Req-filename field allowed regexp, allowed regexp in this field are:

brackets () - marking subsection:

    example 1 a(sd|fg) will match asd or afg

asterisk "*" - match zero or more times preceding symbol:

    example 1 a* will match any length name consisting purely of symbols a or no symbols at all
    example 2 .* will match any length name, also, empty field
    example 3 as*df will match adf, asdf, assdf, asssdf etc.

plus "+" will match one or more times the preceding symbol:

    example: as+df will match asdf, assdf etc.

dot "." - matches any symbol:

    example as.f will match asdf, asbf ashf etc.

square brackets [] - variation between:

    example as[df] will match asd and asf

question mark "?" will match one or no symbols:

    example asd?f will match asdf and asf

caret "^" - used at the beginning of the line means that the line starts with;

dollar "$" - means at the end of the line.

Examples

If a file is requested return the file from the store called sata1:

/ip tftp add req-filename=file.txt real-filename=/sata1/file.txt allow=yes read-only=yes

If we want to give out one specific file no matter what the user is requesting:

/ip tftp add req-filename=.* real-filename=/sata1/file.txt allow=yes read-only=yes

 If the user requests aaa.bin or bbb.bin then give them ccc.bin:

/ip tftp add req-filename="(aaa.bin)|(bbb.bin)" real-filename="/sata1/ccc.bin\\0" allow=yes read-only=yes


RouterOS receives TFTP requests, but the client gets a transfer timeout?

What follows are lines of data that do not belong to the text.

//! Language inference for changed files.
//!
//! Classification runs in tiers, first match wins:
//! 1. vendored libraries and `LICENSE` are excluded,
//! 2. the ordered [`PATH_RULES`] table is checked against the path,
//! 3. the first line of the file content at the revision is sniffed,
//! 4. the text after the last `.` of the path becomes the label.

use tally_core::{ContentSource, Language};

/// How a [`PathRule`] inspects the path.
#[derive(Clone, Copy)]
pub enum PathMatcher {
    /// The text after the last `.` is one of the listed extensions.
    Extension {
        extensions: &'static [&'static str],
        ignore_case: bool,
    },
    /// The path ends with one of the listed strings.
    Suffix(&'static [&'static str]),
    /// The last path component is one of the listed names.
    FileName(&'static [&'static str]),
    /// The whole path equals the given string.
    Exact(&'static str),
    /// Matcher that does not fit the other shapes.
    Custom(fn(&str) -> bool),
}

impl PathMatcher {
    /// Whether `path` satisfies this matcher.
    pub fn matches(&self, path: &str) -> bool {
        match *self {
            PathMatcher::Extension {
                extensions,
                ignore_case,
            } => match path.rsplit_once('.') {
                Some((_, ext)) if ignore_case => {
                    extensions.iter().any(|e| e.eq_ignore_ascii_case(ext))
                }
                Some((_, ext)) => extensions.contains(&ext),
                None => false,
            },
            PathMatcher::Suffix(suffixes) => suffixes.iter().any(|s| path.ends_with(s)),
            PathMatcher::FileName(names) => names.contains(&file_name(path)),
            PathMatcher::Exact(expected) => path == expected,
            PathMatcher::Custom(matcher) => matcher(path),
        }
    }
}

/// What a matching [`PathRule`] decides.
#[derive(Debug, Clone, Copy, PartialEq, Eq)]
pub enum Verdict {
    /// Count the file under this language label.
    Label(&'static str),
    /// Do not count the file at all.
    Exclude,
}

impl Verdict {
    fn into_language(self) -> Language {
        match self {
            Verdict::Label(label) => Language::labeled(label),
            Verdict::Exclude => Language::Excluded,
        }
    }
}

/// One row of the path classification table.
#[derive(Clone, Copy)]
pub struct PathRule {
    pub matcher: PathMatcher,
    pub verdict: Verdict,
}

const fn ext(extensions: &'static [&'static str], label: &'static str) -> PathRule {
    PathRule {
        matcher: PathMatcher::Extension {
            extensions,
            ignore_case: false,
        },
        verdict: Verdict::Label(label),
    }
}

const fn ext_any_case(extensions: &'static [&'static str], label: &'static str) -> PathRule {
    PathRule {
        matcher: PathMatcher::Extension {
            extensions,
            ignore_case: true,
        },
        verdict: Verdict::Label(label),
    }
}

const fn rule(matcher: PathMatcher, verdict: Verdict) -> PathRule {
    PathRule { matcher, verdict }
}

/// Ordered path rules, checked top to bottom. Order matters: `bash_ini`
/// is INI rather than bash, and `LICENSE-txt` is Text rather than excluded.
pub const PATH_RULES: &[PathRule] = &[
    ext_any_case(&["xml"], "XML"),
    ext_any_case(&["go"], "Golang"),
    ext_any_case(&["pl", "pm", "t", "cgi", "pod", "run"], "Perl"),
    ext(&["rb", "gemspec"], "Ruby"),
    rule(PathMatcher::FileName(&["Rakefile"]), Verdict::Label("Ruby")),
    ext(&["md"], "Markdown"),
    ext(&["json"], "JSON"),
    ext(&["yml", "yaml"], "YAML"),
    rule(
        PathMatcher::Suffix(&[
            "perlcriticrc",
            "githooksrc",
            "ini",
            "editorconfig",
            "gitconfig",
        ]),
        Verdict::Label("INI"),
    ),
    ext(&["css"], "CSS"),
    ext(&["tt2", "html"], "HTML"),
    ext(&["sql"], "SQL"),
    ext(&["py"], "Python"),
    ext(&["js"], "JavaScript"),
    ext(&["c"], "C"),
    ext(&["sh"], "bash"),
    rule(PathMatcher::Custom(is_bash_dotfile), Verdict::Label("bash")),
    rule(
        PathMatcher::Suffix(&[
            "SKIP",
            "gitignore",
            "txt",
            "csv",
            "vim",
            "gitmodules",
            "gitattributes",
            "jshintrc",
            "gperf",
            "vimrc",
            "psqlrc",
            "inputrc",
            "screenrc",
            "curlrc",
            "wgetrc",
            "selected_editor",
            "dmrc",
            "netrc",
        ]),
        Verdict::Label("Text"),
    ),
    rule(PathMatcher::Custom(is_license), Verdict::Exclude),
    rule(
        PathMatcher::Extension {
            extensions: &["0", "1", "VimballRecord"],
            ignore_case: false,
        },
        Verdict::Exclude,
    ),
    rule(PathMatcher::Exact("vim/doc/tags"), Verdict::Exclude),
    rule(
        PathMatcher::FileName(&[
            "README",
            "MANIFEST",
            "Changes",
            "Gemfile",
            "Gemfile.lock",
            "CHANGELOG",
        ]),
        Verdict::Label("Text"),
    ),
];

/// Vendored files matched by a plain path suffix.
const LIBRARY_SUFFIXES: &[&str] = &[
    "jquery.datepick.js",
    "jquery.datepick.min.js",
    "chart.min.js",
    "jquery.js",
    "jquery-loader.js",
    "qunit.js",
    "d3.v3.js",
    "d3.v3.min.js",
    "automysqlbackup",
    "automysqlbackup_default.conf",
];

/// Whether `path` is a well-known third-party library or tool config that
/// should never count towards an author's contributions.
///
/// # Examples
///
/// ```
/// use tally_difflens::language::is_library;
///
/// assert!(is_library("static/js/jquery-1.11.3.min.js"));
/// assert!(is_library("js/jquery-ui-1.10.4.custom.js"));
/// assert!(!is_library("js/app.js"));
/// ```
pub fn is_library(path: &str) -> bool {
    if LIBRARY_SUFFIXES.iter().any(|suffix| path.ends_with(suffix)) {
        return true;
    }

    for tail in [".custom.js", ".custom.min.js"] {
        if let Some(stem) = path.strip_suffix(tail) {
            if ends_with_versioned(stem, "jquery-ui-") {
                return true;
            }
        }
    }

    for tail in [".js", ".min.js"] {
        if let Some(stem) = path.strip_suffix(tail) {
            if ends_with_versioned(stem, "jquery-") {
                return true;
            }
        }
    }

    false
}

/// Whether `text` ends with `prefix` followed by a `X.Y.Z` numeric version.
fn ends_with_versioned(text: &str, prefix: &str) -> bool {
    let mut rest = text;
    for i in 0..3 {
        let digits = rest.len() - rest.trim_end_matches(|c: char| c.is_ascii_digit()).len();
        if digits == 0 {
            return false;
        }
        rest = &rest[..rest.len() - digits];
        if i < 2 {
            match rest.strip_suffix('.') {
                Some(stripped) => rest = stripped,
                None => return false,
            }
        }
    }
    rest.ends_with(prefix)
}

fn file_name(path: &str) -> &str {
    path.rsplit('/').next().unwrap_or(path)
}

fn is_word(text: &str) -> bool {
    !text.is_empty() && text.bytes().all(|b| b.is_ascii_alphanumeric() || b == b'_')
}

/// `bash`, `.bashrc`-style names: ends in `bash` or `bash_<word>`.
fn is_bash_dotfile(path: &str) -> bool {
    path.ends_with("bash")
        || path
            .match_indices("bash_")
            .any(|(idx, m)| is_word(&path[idx + m.len()..]))
}

/// `LICENSE` or `LICENSE-<word>` as the last path component.
fn is_license(path: &str) -> bool {
    let name = file_name(path);
    name == "LICENSE" || name.strip_prefix("LICENSE-").is_some_and(is_word)
}

/// Classify using the path alone (tiers 1 and 2).
///
/// Returns `None` when no rule applies and the content has to be sniffed.
///
/// # Examples
///
/// ```
/// use tally_core::Language;
/// use tally_difflens::language::classify_path;
///
/// assert_eq!(classify_path("cmd/main.go"), Some(Language::labeled("Golang")));
/// assert_eq!(classify_path("js/jquery.js"), Some(Language::Excluded));
/// assert_eq!(classify_path("bin/tool"), None);
/// ```
pub fn classify_path(path: &str) -> Option<Language> {
    if path == "LICENSE" || is_library(path) {
        return Some(Language::Excluded);
    }

    PATH_RULES
        .iter()
        .find(|rule| rule.matcher.matches(path))
        .map(|rule| rule.verdict.into_language())
}

/// Infer a language from the first line of a file (tier 3).
///
/// # Examples
///
/// ```
/// use tally_core::Language;
/// use tally_difflens::language::sniff_content;
///
/// assert_eq!(sniff_content("#!/usr/bin/perl\nuse strict;\n"), Some(Language::labeled("Perl")));
/// assert_eq!(sniff_content("plain text"), None);
/// ```
pub fn sniff_content(content: &str) -> Option<Language> {
    let first_line = content.split('\n').next().unwrap_or("");

    if first_line.ends_with("perl") {
        return Some(Language::labeled("Perl"));
    }
    if first_line.ends_with("ruby") {
        return Some(Language::labeled("Ruby"));
    }
    // Known quirk: bash shebangs have always been tallied as Ruby. Kept so
    // historical reports stay comparable.
    if first_line == "#!/usr/bin/bash" {
        return Some(Language::labeled("Ruby"));
    }

    None
}

/// Label a file by the text after its last `.` (tier 4).
///
/// Paths without an extension are labeled with the whole path; `lock`
/// files are excluded.
pub fn extension_fallback(path: &str) -> Language {
    match path.rsplit_once('.') {
        Some((_, "lock")) => Language::Excluded,
        Some((_, ext)) if !ext.is_empty() => Language::labeled(ext),
        _ => Language::labeled(path),
    }
}

/// Determine the language of `path` as of `revision`.
///
/// Content is only fetched from `source` when no path rule applies. A
/// failed fetch is logged and yields [`Language::Unknown`]; it never
/// aborts the analysis.
///
/// # Examples
///
/// ```
/// use tally_core::{ContentSource, Language, TallyError};
/// use tally_difflens::language::classify;
///
/// struct Script;
///
/// impl ContentSource for Script {
///     fn read_blob(&self, _revision: &str, _path: &str) -> Result<String, TallyError> {
///         Ok("#!/usr/bin/env ruby\nputs 1\n".into())
///     }
/// }
///
/// assert_eq!(classify("bin/deploy", "abc123", &Script), Language::labeled("Ruby"));
/// assert_eq!(classify("lib/app.py", "abc123", &Script), Language::labeled("Python"));
/// ```
pub fn classify<S>(path: &str, revision: &str, source: &S) -> Language
where
    S: ContentSource + ?Sized,
{
    if let Some(language) = classify_path(path) {
        return language;
    }

    let content = match source.read_blob(revision, path) {
        Ok(content) => content,
        Err(e) => {
            tracing::warn!(path, revision, error = %e, "failed to read file content");
            return Language::Unknown;
        }
    };
    if content.is_empty() {
        return Language::Unknown;
    }

    sniff_content(&content).unwrap_or_else(|| extension_fallback(path))
}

Some embedded clients request large block sizes and yet do not handle fragmented packets correctly. For these clients, it is recommended to set "max-block-size" on the RouterOS side or "blksize" on Client-side to the value of the smallest MTU on your network minus 32 bytes (20 bytes for IP, 8 for UDP, and 4 for TFTP) and more if you use IP options on your network.